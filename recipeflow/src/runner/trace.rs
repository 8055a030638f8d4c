//! Per-step traces of a run.

use crate::errors::Result;
use crate::memory::RunMemory;
use crate::value::Value;
use indexmap::IndexMap;
use serde::{Deserialize, Serialize};

/// Final state of a step for one row.
#[derive(Debug, Clone, Copy, PartialEq, Eq, Serialize, Deserialize)]
#[serde(rename_all = "snake_case")]
pub enum TraceStatus {
    /// The step completed.
    Completed,
    /// The step was skipped.
    Skipped,
    /// The step failed or never finished.
    Error,
}

/// What happened to one step across the batch.
#[derive(Debug, Clone, Default, PartialEq, Serialize, Deserialize)]
pub struct Trace {
    /// Status per row.
    pub statuses: Vec<TraceStatus>,
    /// Input per row, when generated in full.
    #[serde(default, skip_serializing_if = "Vec::is_empty")]
    pub inputs: Vec<Option<Value>>,
    /// Output per row, when generated in full.
    #[serde(default, skip_serializing_if = "Vec::is_empty")]
    pub outputs: Vec<Option<Value>>,
    /// The first error message of the batch.
    #[serde(default, skip_serializing_if = "Option::is_none")]
    pub error: Option<String>,
    /// Wall time the step took, in milliseconds.
    #[serde(default)]
    pub compute_time_ms: f64,
}

/// Builds the trace of every listed step.
///
/// With `full`, the per-row inputs and outputs are included. Rows that never
/// ran the step carry `None`.
pub fn generate_traces<'a>(
    memory: &RunMemory,
    step_ids: impl IntoIterator<Item = &'a String>,
    full: bool,
) -> Result<IndexMap<String, Trace>> {
    let mut traces = IndexMap::new();

    for step_id in step_ids {
        let mut trace = Trace::default();
        for index in 0..memory.batch_size() {
            let step = memory.step(index, step_id)?;
            let status = if step.status.completed {
                TraceStatus::Completed
            } else if step.status.skipped {
                TraceStatus::Skipped
            } else {
                TraceStatus::Error
            };
            trace.statuses.push(status);

            if trace.error.is_none() && !step.error.message.is_empty() {
                trace.error = Some(step.error.message.clone());
            }

            if full {
                let ran = step.status.started;
                trace.inputs.push(ran.then(|| step.input.clone()));
                trace.outputs.push(step.status.completed.then(|| step.output.clone()));
            }
        }
        traces.insert(step_id.clone(), trace);
    }

    Ok(traces)
}

#[cfg(test)]
mod tests {
    use super::*;
    use crate::memory::{RowMemory, StatusKind, StepField};
    use pretty_assertions::assert_eq;

    fn memory() -> RunMemory {
        let rows = (0..3).map(|_| RowMemory::default()).collect();
        let memory = RunMemory::new("run", rows);
        for index in 0..3 {
            memory.init_step(index, "a").unwrap();
        }
        memory.set_status(0, "a", StatusKind::Started, true).unwrap();
        memory
            .set_step_data(0, "a", StepField::Input, Value::from("in"))
            .unwrap();
        memory
            .set_step_data(0, "a", StepField::Output, Value::from("out"))
            .unwrap();
        memory.set_status(0, "a", StatusKind::Completed, true).unwrap();
        memory.set_status(1, "a", StatusKind::Skipped, true).unwrap();
        memory.set_status(2, "a", StatusKind::Started, true).unwrap();
        memory.record_error(2, "a", "boom").unwrap();
        memory
    }

    #[test]
    fn test_statuses_and_error() {
        let ids = vec!["a".to_string()];
        let traces = generate_traces(&memory(), &ids, false).unwrap();
        let trace = &traces["a"];

        assert_eq!(
            trace.statuses,
            vec![TraceStatus::Completed, TraceStatus::Skipped, TraceStatus::Error]
        );
        assert_eq!(trace.error.as_deref(), Some("boom"));
        assert!(trace.inputs.is_empty());
    }

    #[test]
    fn test_full_trace() {
        let ids = vec!["a".to_string()];
        let traces = generate_traces(&memory(), &ids, true).unwrap();
        let trace = &traces["a"];

        assert_eq!(trace.inputs[0], Some(Value::from("in")));
        assert_eq!(trace.inputs[1], None);
        assert_eq!(trace.outputs, vec![Some(Value::from("out")), None, None]);
    }

    #[test]
    fn test_unknown_step() {
        let ids = vec!["nope".to_string()];
        assert!(generate_traces(&memory(), &ids, false).is_err());
    }
}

··········

:: What you are asked to do ::
For the string "Serialize", go line by line through the material and copy every line that has it.

:: Answer to this exercise ::
use serde::{Deserialize, Serialize};
#[derive(Debug, Clone, Copy, PartialEq, Eq, Serialize, Deserialize)]
#[derive(Debug, Clone, Default, PartialEq, Serialize, Deserialize)]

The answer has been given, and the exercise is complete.